Turns out it can be pretty potent. Supernatural workouts are divided into three tracks: low, medium, and high intensity, with options for each at varying lengths, though most have between two and five songs in their playlists. The bulk of the subscription costs go towards music licensing, since the songs you're bouncing away to are recognizable hits from nearly every popular artist and genre. (Supernatural mirrors each workout playlist on Spotify if you're interested in finding them again.)
One of my recent favorites, called Shower Songs, combined a cover of A Crowded House's famous one-hit-wonder, "Don't Dream It's Over," with Janelle Monae's "Make Me Feel," Robyn's "Call Your Girlfriend," The Weeknd's "Blinding Lights," and Tegan and Sara's "Closer." You pay for the access to the music, sure, but particularly the curation, the way the end result feels like more than the sum of its parts and, primarily, for the extra push towards the end of the final track, when you're particularly exhausted, from the instructor encouraging you to "find your moment" and "will yourself to push through it."
Like other workouts that combine cardio with mindfulness, with a particular emphasis on self-improvement and discovery, Supernatural is easy to criticize for its attempt to build a community around a culture, especially when the mechanics of the actual workout — using your Oculus Touch controllers to swipe at incoming targets to a music beat — can be easily reproduced in any number of other cheaper options on the platform. But after trying most of the competitors on the platform, nothing comes close to making me want to return, day after day, to unceremoniously drip sweat onto a mat in the middle of my office.

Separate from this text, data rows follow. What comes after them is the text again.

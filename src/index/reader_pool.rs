//! Per-segment postings and live docs shared by deletes and merges.
//!
//! Deletes against flushed segments are applied here in memory and only
//! written as a new live-docs generation on commit. Until then they count
//! as pending deletes, which merge policies see through
//! [`MergeContext::num_deletes_to_merge`](crate::merge::policy::MergeContext::num_deletes_to_merge).

use std::collections::HashMap;
use std::sync::Arc;

use bit_vec::BitVec;
use parking_lot::Mutex;

use crate::codec::{Codec, Postings};
use crate::document::Term;
use crate::error::{Result, SluiceError};
use crate::index::segment::SegmentCommitInfo;
use crate::storage::{Directory, total_file_length};

#[derive(Debug)]
struct PooledSegment {
    info: Arc<SegmentCommitInfo>,
    postings: Arc<Postings>,
    /// `None` until the segment has a delete.
    live_docs: Option<BitVec>,
    pending_deletes: u32,
}

impl PooledSegment {
    fn delete(&mut self, doc: u32) -> bool {
        let max_doc = self.info.max_doc() as usize;
        let live_docs = self
            .live_docs
            .get_or_insert_with(|| BitVec::from_elem(max_doc, true));
        if live_docs.get(doc as usize) == Some(true) {
            live_docs.set(doc as usize, false);
            self.pending_deletes += 1;
            true
        } else {
            false
        }
    }
}

/// Cache of segment state the writer needs to apply deletes and start merges.
#[derive(Debug)]
pub struct ReaderPool {
    directory: Arc<dyn Directory>,
    codec: Arc<dyn Codec>,
    segments: Mutex<HashMap<String, PooledSegment>>,
}

impl ReaderPool {
    pub fn new(directory: Arc<dyn Directory>, codec: Arc<dyn Codec>) -> Self {
        ReaderPool {
            directory,
            codec,
            segments: Mutex::new(HashMap::new()),
        }
    }

    fn load<'a>(
        &self,
        segments: &'a mut HashMap<String, PooledSegment>,
        info: &Arc<SegmentCommitInfo>,
    ) -> Result<&'a mut PooledSegment> {
        if !segments.contains_key(info.name()) {
            let postings = self.codec.postings().read(self.directory.as_ref(), info.name())?;
            let live_docs = self.codec.live_docs().read(self.directory.as_ref(), info)?;
            segments.insert(
                info.name().to_string(),
                PooledSegment {
                    info: Arc::clone(info),
                    postings: Arc::new(postings),
                    live_docs,
                    pending_deletes: 0,
                },
            );
        }
        segments
            .get_mut(info.name())
            .ok_or_else(|| SluiceError::illegal_state("segment vanished from pool"))
    }

    /// Register a freshly flushed or merged segment with its in-memory postings.
    pub fn register(&self, info: &Arc<SegmentCommitInfo>, postings: Arc<Postings>) {
        self.segments.lock().insert(
            info.name().to_string(),
            PooledSegment {
                info: Arc::clone(info),
                postings,
                live_docs: None,
                pending_deletes: 0,
            },
        );
    }

    /// Delete every live document of `info` matching `term`; returns how many.
    pub fn delete_term(&self, info: &Arc<SegmentCommitInfo>, term: &Term) -> Result<u32> {
        let mut segments = self.segments.lock();
        let segment = self.load(&mut segments, info)?;
        let docs: Vec<u32> = segment.postings.docs(term).to_vec();
        Ok(docs.into_iter().filter(|&doc| segment.delete(doc)).count() as u32)
    }

    /// Delete the given doc ids of `info`; returns how many were live.
    pub fn delete_docs<I>(&self, info: &Arc<SegmentCommitInfo>, docs: I) -> Result<u32>
    where
        I: IntoIterator<Item = u32>,
    {
        let mut segments = self.segments.lock();
        let segment = self.load(&mut segments, info)?;
        Ok(docs.into_iter().filter(|&doc| segment.delete(doc)).count() as u32)
    }

    /// Postings and current live docs, as a merge sees them when it starts.
    pub fn snapshot(&self, info: &Arc<SegmentCommitInfo>) -> Result<(Arc<Postings>, Option<BitVec>)> {
        let mut segments = self.segments.lock();
        let segment = self.load(&mut segments, info)?;
        Ok((Arc::clone(&segment.postings), segment.live_docs.clone()))
    }

    /// Current live docs of a pooled segment.
    pub fn live_docs(&self, name: &str) -> Option<BitVec> {
        self.segments
            .lock()
            .get(name)
            .and_then(|segment| segment.live_docs.clone())
    }

    /// Deletes applied in memory but not yet written.
    pub fn pending_deletes(&self, name: &str) -> u32 {
        self.segments
            .lock()
            .get(name)
            .map_or(0, |segment| segment.pending_deletes)
    }

    /// Write a new live-docs generation for every segment with pending deletes.
    ///
    /// Returns the live-docs files replaced by newer generations.
    pub fn write_all_live_docs(&self) -> Result<Vec<String>> {
        let mut segments = self.segments.lock();
        let mut replaced = Vec::new();
        for segment in segments.values_mut() {
            if segment.pending_deletes == 0 {
                continue;
            }
            let Some(live_docs) = &segment.live_docs else {
                continue;
            };
            let info = &segment.info;
            let generation = info.next_write_del_gen();
            let previous = info.live_docs_file();
            let file = self
                .codec
                .live_docs()
                .write(self.directory.as_ref(), info, live_docs, generation)?;

            let mut files: Vec<String> = info.info().files.iter().cloned().collect();
            files.push(file);
            let size = total_file_length(self.directory.as_ref(), &files)?;
            info.advance_del_gen(generation, info.del_count() + segment.pending_deletes, size)?;
            segment.pending_deletes = 0;
            replaced.extend(previous);
        }
        Ok(replaced)
    }

    /// Forget a segment that left the catalog.
    pub fn drop_segment(&self, name: &str) {
        self.segments.lock().remove(name);
    }

    /// Forget everything (rollback).
    pub fn clear(&self) {
        self.segments.lock().clear();
    }
}
//! Wire encoding for a complete shuffle proof (spec.md §6 "Shuffle proof
//! header" and "Shuffle round body").
//!
//! Each round carries its own resulting deck alongside its proofs: a switch
//! or single re-encryption proof only attests a transition between two
//! concrete ciphertexts, so the verifier needs the round's output deck in
//! hand to check it, not just the final one.

use crate::config::SHUFFLE_PROOF_VERSION;
use crate::elgamal::Ciphertext;
use crate::error::{OcpError, Result};
use crate::shuffle::round_table;
use crate::shuffle::switch_proof::SwitchProof;

/// One round's worth of switch/single proofs plus the deck they transition
/// into. `outputs[i]` is the ciphertext occupying slot `i` after this round.
#[derive(Clone, Debug)]
pub struct RoundProof {
    pub pair_proofs: Vec<SwitchProof>,
    pub single_proofs: Vec<crate::shuffle::reencrypt_proof::Proof>,
    pub outputs: Deck,
}

#[derive(Clone, Debug)]
pub struct ShuffleProof {
    pub n: u16,
    pub rounds: u16,
    pub round_proofs: Vec<RoundProof>,
}

impl ShuffleProof {
    /// `version || u16le(n) || u16le(rounds)`, 5 bytes.
    pub fn header_bytes(&self) -> [u8; 5] {
        let mut out = [0u8; 5];
        out[0] = SHUFFLE_PROOF_VERSION;
        out[1..3].copy_from_slice(&self.n.to_le_bytes());
        out[3..5].copy_from_slice(&self.rounds.to_le_bytes());
        out
    }

    pub fn to_bytes(&self) -> Vec<u8> {
        let mut out = Vec::new();
        out.extend_from_slice(&self.header_bytes());
        for round in &self.round_proofs {
            for ciphertext in &round.outputs {
                out.extend_from_slice(&ciphertext.to_bytes());
            }
            for pair_proof in &round.pair_proofs {
                out.extend_from_slice(&pair_proof.to_bytes());
            }
            for single_proof in &round.single_proofs {
                out.extend_from_slice(&single_proof.to_bytes());
            }
        }
        out
    }

    pub fn from_bytes(bytes: &[u8]) -> Result<Self> {
        if bytes.len() < 5 {
            return Err(OcpError::InvalidEncoding("shuffle proof shorter than header".into()));
        }
        let version = bytes[0];
        if version != SHUFFLE_PROOF_VERSION {
            return Err(OcpError::InvalidEncoding(format!(
                "unsupported shuffle proof version {version}"
            )));
        }
        let mut n_bytes = [0u8; 2];
        n_bytes.copy_from_slice(&bytes[1..3]);
        let n = u16::from_le_bytes(n_bytes);
        let mut rounds_bytes = [0u8; 2];
        rounds_bytes.copy_from_slice(&bytes[3..5]);
        let rounds = u16::from_le_bytes(rounds_bytes);

        let mut cursor = 5usize;
        let mut round_proofs = Vec::with_capacity(rounds as usize);
        for round_index in 0..rounds {
            let (pairs, singles) = round_table::partition(n, round_index);

            let mut outputs = Vec::with_capacity(n as usize);
            for _ in 0..n {
                let chunk = take_chunk(bytes, &mut cursor, 64)?;
                let mut array = [0u8; 64];
                array.copy_from_slice(chunk);
                outputs.push(Ciphertext::from_bytes(&array)?);
            }

            let mut pair_proofs = Vec::with_capacity(pairs.len());
            for _ in &pairs {
                let chunk = take_chunk(bytes, &mut cursor, 416)?;
                let mut array = [0u8; 416];
                array.copy_from_slice(chunk);
                pair_proofs.push(SwitchProof::from_bytes(&array)?);
            }

            let mut single_proofs = Vec::with_capacity(singles.len());
            for _ in &singles {
                let chunk = take_chunk(bytes, &mut cursor, 96)?;
                let mut array = [0u8; 96];
                array.copy_from_slice(chunk);
                single_proofs.push(crate::shuffle::reencrypt_proof::Proof::from_bytes(&array)?);
            }

            round_proofs.push(RoundProof { pair_proofs, single_proofs, outputs });
        }

        if cursor != bytes.len() {
            return Err(OcpError::InvalidEncoding("trailing bytes after shuffle proof body".into()));
        }

        Ok(ShuffleProof { n, rounds, round_proofs })
    }
}

fn take_chunk<'a>(bytes: &'a [u8], cursor: &mut usize, len: usize) -> Result<&'a [u8]> {
    if *cursor + len > bytes.len() {
        return Err(OcpError::InvalidEncoding("shuffle proof body truncated".into()));
    }
    let chunk = &bytes[*cursor..*cursor + len];
    *cursor += len;
    Ok(chunk)
}

/// A deck of ciphertexts the shuffle permutes, re-encrypting each entry.
pub type Deck = Vec<Ciphertext>;

#[cfg(test)]
mod tests {
    use super::*;
    use crate::group::{Point, Scalar};
    use crate::shuffle::reencrypt_proof::Proof as ReencProof;

    #[test]
    fn header_round_trip() {
        let proof = ShuffleProof {
            n: 52,
            rounds: 4,
            round_proofs: vec![],
        };
        let header = proof.header_bytes();
        assert_eq!(header[0], SHUFFLE_PROOF_VERSION);
        assert_eq!(u16::from_le_bytes([header[1], header[2]]), 52);
        assert_eq!(u16::from_le_bytes([header[3], header[4]]), 4);
    }

    #[test]
    fn rejects_wrong_version() {
        let mut bytes = vec![0u8; 5];
        bytes[0] = SHUFFLE_PROOF_VERSION.wrapping_add(1);
        assert!(ShuffleProof::from_bytes(&bytes).is_err());
    }

    #[test]
    fn rejects_truncated_header() {
        assert!(ShuffleProof::from_bytes(&[0u8; 3]).is_err());
    }

    #[test]
    fn round_trips_small_deck_single_round() {
        let sk = Scalar::from_u64(9);
        let pk = Point::mul_base(&sk);
        let (_, singles) = round_table::partition(3, 0);
        assert_eq!(singles.len(), 1);
        let nonce = Scalar::from_u64(5);
        let input = crate::elgamal::Ciphertext::encrypt(&pk, &Point::mul_base(&Scalar::from_u64(2)), &Scalar::from_u64(3));
        let (single_proof, single_out) = ReencProof::prove(&pk, &input, &Scalar::from_u64(4), &nonce);
        let proof = ShuffleProof {
            n: 3,
            rounds: 1,
            round_proofs: vec![RoundProof {
                pair_proofs: vec![],
                single_proofs: vec![single_proof],
                outputs: vec![single_out; 3],
            }],
        };
        let bytes = proof.to_bytes();
        let decoded = ShuffleProof::from_bytes(&bytes).unwrap();
        assert_eq!(decoded.n, 3);
        assert_eq!(decoded.round_proofs.len(), 1);
        assert_eq!(decoded.round_proofs[0].single_proofs.len(), 1);
        assert_eq!(decoded.round_proofs[0].outputs.len(), 3);
    }
}
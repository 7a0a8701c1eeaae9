//! Deterministic, `HashToScalar`-driven randomness for the shuffle prover
//! (spec.md §9 "Deterministic randomness"). A missing seed is replaced with a
//! fresh 32-byte value that is *not* recorded in the proof — the resulting
//! proof is still verifiable, just not reproducible from a recorded seed.

use crate::group::Scalar;
use crate::transcript::hash_to_scalar;
use rand::RngCore;

const LOG_TARGET: &str = "ocp_core::shuffle::rng";

pub struct ShuffleRng {
    seed: [u8; 32],
    counter: u32,
}

impl ShuffleRng {
    pub fn from_seed(seed: [u8; 32]) -> Self {
        ShuffleRng { seed, counter: 0 }
    }

    /// Build a fresh, non-reproducible RNG from OS randomness.
    pub fn fresh() -> Self {
        let mut seed = [0u8; 32];
        rand::rngs::OsRng.fill_bytes(&mut seed);
        Self::from_seed(seed)
    }

    fn next_scalar(&mut self) -> Scalar {
        let counter_bytes = self.counter.to_le_bytes();
        let scalar = hash_to_scalar(
            crate::config::DOMAIN_SHUFFLE_RNG,
            &[Some(self.seed.as_slice()), Some(counter_bytes.as_slice())],
        )
        .expect("shuffle RNG messages are never null");
        self.counter = self
            .counter
            .checked_add(1)
            .expect("shuffle RNG counter exhausted");
        scalar
    }

    /// Sample a non-zero scalar, used for re-encryption/sigma-protocol nonces.
    #[tracing::instrument(target = LOG_TARGET, skip(self))]
    pub fn next_nonzero_scalar(&mut self) -> Scalar {
        loop {
            let candidate = self.next_scalar();
            if !candidate.is_zero() {
                return candidate;
            }
        }
    }

    /// Sample a uniform index in `0..bound` via rejection sampling over the
    /// low 8 bytes of a fresh scalar, to avoid modulo bias.
    fn next_index(&mut self, bound: u64) -> u64 {
        assert!(bound > 0);
        let threshold = u64::MAX - (u64::MAX % bound);
        loop {
            let scalar = self.next_scalar();
            let bytes = scalar.bytes();
            let mut raw = [0u8; 8];
            raw.copy_from_slice(&bytes[..8]);
            let candidate = u64::from_le_bytes(raw);
            if candidate < threshold {
                return candidate % bound;
            }
        }
    }

    /// Fisher-Yates shuffle of `0..n`, driven entirely by this RNG.
    pub fn sample_permutation(&mut self, n: usize) -> Vec<u32> {
        let mut perm: Vec<u32> = (0..n as u32).collect();
        for i in (1..n).rev() {
            let j = self.next_index(i as u64 + 1) as usize;
            perm.swap(i, j);
        }
        perm
    }
}

#[cfg(test)]
mod tests {
    use super::*;

    #[test]
    fn deterministic_for_same_seed() {
        let seed = [7u8; 32];
        let mut a = ShuffleRng::from_seed(seed);
        let mut b = ShuffleRng::from_seed(seed);
        assert_eq!(a.sample_permutation(10), b.sample_permutation(10));
    }

    #[test]
    fn different_seeds_diverge() {
        let mut a = ShuffleRng::from_seed([1u8; 32]);
        let mut b = ShuffleRng::from_seed([2u8; 32]);
        assert_ne!(a.sample_permutation(20), b.sample_permutation(20));
    }

    #[test]
    fn permutation_is_a_bijection() {
        let mut rng = ShuffleRng::from_seed([9u8; 32]);
        let perm = rng.sample_permutation(52);
        let mut sorted = perm.clone();
        sorted.sort_unstable();
        assert_eq!(sorted, (0..52u32).collect::<Vec<_>>());
    }

    #[test]
    fn vector_matches_hash_to_scalar() {
        let seed = [0u8; 32];
        let mut rng = ShuffleRng::from_seed(seed);
        let expected = hash_to_scalar(
            crate::config::DOMAIN_SHUFFLE_RNG,
            &[Some(seed.as_slice()), Some(0u32.to_le_bytes().as_slice())],
        )
        .unwrap();
        assert!(rng.next_scalar().eq(&expected));
    }
}
//! Shuffle prover: runs an odd-even transposition sorting network over a
//! Fisher-Yates-sampled key array, re-encrypting every element every round
//! and proving each round's conditional swaps with a switch OR-proof
//! (spec.md §4.7).

use crate::elgamal::Ciphertext;
use crate::error::{OcpError, Result};
use crate::group::Point;
use crate::shuffle::reencrypt_proof::Proof as ReencProof;
use crate::shuffle::rng::ShuffleRng;
use crate::shuffle::round_table;
use crate::shuffle::switch_proof::SwitchProof;
use crate::shuffle::types::{Deck, RoundProof, ShuffleProof};

const LOG_TARGET: &str = "ocp_core::shuffle::prover";

/// Shuffle `deck` under `pk` over `rounds` rounds of conditional swaps, using
/// `seed` to derive both the sorting-network key array and every proof
/// nonce deterministically. Returns the permuted, re-encrypted deck and its
/// proof. The seed itself is never recorded in the returned proof.
#[tracing::instrument(target = LOG_TARGET, skip(deck, seed))]
pub fn shuffle(pk: &Point, deck: &Deck, rounds: u16, seed: [u8; 32]) -> Result<(Deck, ShuffleProof)> {
    let n = deck.len();
    if n < 2 || n > u16::MAX as usize {
        return Err(OcpError::InvalidArgument("deck size must be in 2..=65535".into()));
    }
    let n16 = n as u16;

    let mut rng = ShuffleRng::from_seed(seed);
    let mut keys = rng.sample_permutation(n);
    let mut current: Deck = deck.clone();

    let mut round_proofs = Vec::with_capacity(rounds as usize);
    for round_index in 0..rounds {
        let (pairs, singles) = round_table::partition(n16, round_index);
        let mut next = current.clone();
        let mut next_keys = keys.clone();

        let mut pair_proofs = Vec::with_capacity(pairs.len());
        for (i, j) in pairs {
            let (i, j) = (i as usize, j as usize);
            let swap = keys[i] > keys[j];
            let rho0 = rng.next_nonzero_scalar();
            let rho1 = rng.next_nonzero_scalar();
            let (proof, out0, out1) =
                SwitchProof::prove(pk, &current[i], &current[j], swap, &rho0, &rho1, &mut OsRngAdapter(&mut rng));
            next[i] = out0;
            next[j] = out1;
            if swap {
                next_keys[i] = keys[j];
                next_keys[j] = keys[i];
            }
            pair_proofs.push(proof);
        }

        let mut single_proofs = Vec::with_capacity(singles.len());
        for index in singles {
            let index = index as usize;
            let rho = rng.next_nonzero_scalar();
            let nonce = rng.next_nonzero_scalar();
            let (proof, out) = ReencProof::prove(pk, &current[index], &rho, &nonce);
            next[index] = out;
            single_proofs.push(proof);
        }

        current = next.clone();
        keys = next_keys;
        round_proofs.push(RoundProof { pair_proofs, single_proofs, outputs: next });
    }

    let proof = ShuffleProof { n: n16, rounds, round_proofs };
    Ok((current, proof))
}

/// Adapts `ShuffleRng`'s deterministic scalar stream to the `RngCore`
/// interface `SwitchProof::prove` expects for its internal nonce sampling,
/// so every byte of shuffle randomness still traces back to one seed.
struct OsRngAdapter<'a>(&'a mut ShuffleRng);

impl<'a> rand::RngCore for OsRngAdapter<'a> {
    fn next_u32(&mut self) -> u32 {
        let bytes = self.0.next_nonzero_scalar().bytes();
        u32::from_le_bytes([bytes[0], bytes[1], bytes[2], bytes[3]])
    }

    fn next_u64(&mut self) -> u64 {
        let bytes = self.0.next_nonzero_scalar().bytes();
        u64::from_le_bytes(bytes[..8].try_into().unwrap())
    }

    fn fill_bytes(&mut self, dest: &mut [u8]) {
        let mut offset = 0;
        while offset < dest.len() {
            let bytes = self.0.next_nonzero_scalar().bytes();
            let take = (dest.len() - offset).min(32);
            dest[offset..offset + take].copy_from_slice(&bytes[..take]);
            offset += take;
        }
    }

    fn try_fill_bytes(&mut self, dest: &mut [u8]) -> std::result::Result<(), rand::Error> {
        self.fill_bytes(dest);
        Ok(())
    }
}
//! Feldman-style threshold DKG (spec.md §4.6): commitments, complaint/reveal
//! resolution, slashing, and a transcript any watcher can replay to derive
//! the epoch public key and the QUAL set.

pub mod complaint;
pub mod state;
pub mod types;

pub use complaint::{evaluate_commitment_poly, resolve_slashed, slash_reason};
pub use state::{aggregate_secret_share, verify_transcript, Epoch, OnChainTranscript};
pub use types::{
    Complaint, ComplaintKind, DealerCommitments, FinalizedEpoch, MemberId, Phase, Reveal, SlashReason,
};
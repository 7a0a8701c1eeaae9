//! Pure complaint/reveal resolution: the deterministic core that both the
//! live DKG engine and a non-participant transcript verifier replay
//! identically from public commits/complaints/reveals alone (spec.md §4.6).

use super::types::{Complaint, ComplaintKind, DealerCommitments, MemberId, Reveal, SlashReason};
use crate::group::{Point, Scalar};
use std::collections::{BTreeMap, BTreeSet};

const LOG_TARGET: &str = "ocp_core::dkg::complaint";

/// Evaluate a dealer's committed polynomial at `index` in the exponent:
/// `Sum_k index^k * C_k`, via Horner's method over group elements.
pub fn evaluate_commitment_poly(commitments: &DealerCommitments, index: &Scalar) -> Point {
    let mut acc = Point::identity();
    for coefficient_commitment in commitments.iter().rev() {
        acc = Point::mul_point(&acc, index).add(coefficient_commitment);
    }
    acc
}

/// Deterministically resolve the slash set for one epoch from its public
/// transcript: the set of dealers who either never committed, or who
/// (when complained against) failed to reveal a share consistent with their
/// own Feldman commitments, or who equivocated between a claimed-invalid
/// share and the one they later revealed.
///
/// `missing_committers` is every committee member absent from `commitments`
/// at commit-deadline expiry.
#[tracing::instrument(target = LOG_TARGET, skip(commitments, complaints, reveals))]
pub fn resolve_slashed(
    committee: &[MemberId],
    commitments: &BTreeMap<MemberId, DealerCommitments>,
    complaints: &[Complaint],
    reveals: &[Reveal],
) -> BTreeSet<MemberId> {
    let mut slashed: BTreeSet<MemberId> = BTreeSet::new();

    for member in committee {
        if !commitments.contains_key(member) {
            slashed.insert(*member);
        }
    }

    // Index reveals by (dealer, member) for O(1) lookup; a dealer may only
    // usefully reveal once per complained member.
    let reveal_index: BTreeMap<(MemberId, MemberId), &Reveal> = reveals
        .iter()
        .map(|r| ((r.dealer, r.member), r))
        .collect();

    for complaint in complaints {
        if slashed.contains(&complaint.dealer) {
            continue;
        }
        let Some(dealer_commitments) = commitments.get(&complaint.dealer) else {
            // already slashed above for missing commit
            continue;
        };

        match reveal_index.get(&(complaint.dealer, complaint.complainer)) {
            None => {
                tracing::debug!(target: LOG_TARGET, dealer = complaint.dealer.0, "no reveal before deadline, slashing");
                slashed.insert(complaint.dealer);
            }
            Some(reveal) => {
                let expected = evaluate_commitment_poly(dealer_commitments, &complaint.complainer.index());
                let claimed = Point::mul_base(&reveal.share);
                if !claimed.eq(&expected) {
                    tracing::debug!(target: LOG_TARGET, dealer = complaint.dealer.0, "revealed share inconsistent with commitments");
                    slashed.insert(complaint.dealer);
                    continue;
                }
                if let ComplaintKind::Invalid { share_msg } = &complaint.kind {
                    if share_msg.as_slice() != reveal.share.bytes().as_slice() {
                        tracing::debug!(target: LOG_TARGET, dealer = complaint.dealer.0, "equivocation: claimed share differs from revealed share");
                        slashed.insert(complaint.dealer);
                    }
                }
            }
        }
    }

    slashed
}

/// The reason a dealer ended up slashed, for diagnostics (not load-bearing
/// for consensus — `resolve_slashed` alone determines membership in QUAL).
pub fn slash_reason(
    dealer: MemberId,
    commitments: &BTreeMap<MemberId, DealerCommitments>,
    complaints: &[Complaint],
    reveals: &[Reveal],
) -> Option<SlashReason> {
    if !commitments.contains_key(&dealer) {
        return Some(SlashReason::MissingCommit);
    }
    let dealer_commitments = &commitments[&dealer];
    for complaint in complaints.iter().filter(|c| c.dealer == dealer) {
        match reveals
            .iter()
            .find(|r| r.dealer == dealer && r.member == complaint.complainer)
        {
            None => return Some(SlashReason::MissingReveal),
            Some(reveal) => {
                let expected = evaluate_commitment_poly(dealer_commitments, &complaint.complainer.index());
                if !Point::mul_base(&reveal.share).eq(&expected) {
                    return Some(SlashReason::InvalidReveal);
                }
                if let ComplaintKind::Invalid { share_msg } = &complaint.kind {
                    if share_msg.as_slice() != reveal.share.bytes().as_slice() {
                        return Some(SlashReason::Equivocation);
                    }
                }
            }
        }
    }
    None
}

I don't know if I'm going to spend the $180 USD for an annual subscription to Supernatural once my free trial ends. I probably will because God knows I've spent more on dumber things over the past year, and even if I use it a couple times a week I'll feel somewhat validated in my decision. But more importantly, I've discovered VR as a truly wonderful vehicle for movement, the kind of unselfconscious, unfettered movement that used to be literally impossible before untethered VR just a couple of years ago. Yes, you need a big enough space to move around safely, but getting to know the Oculus ecosystem over the past few weeks has been, especially as someone coming from the known duality of consoles and phones, simply joyful. I like Facebook's encroachment on Oculus as little as the next person, but there are bounties here if you know where to look.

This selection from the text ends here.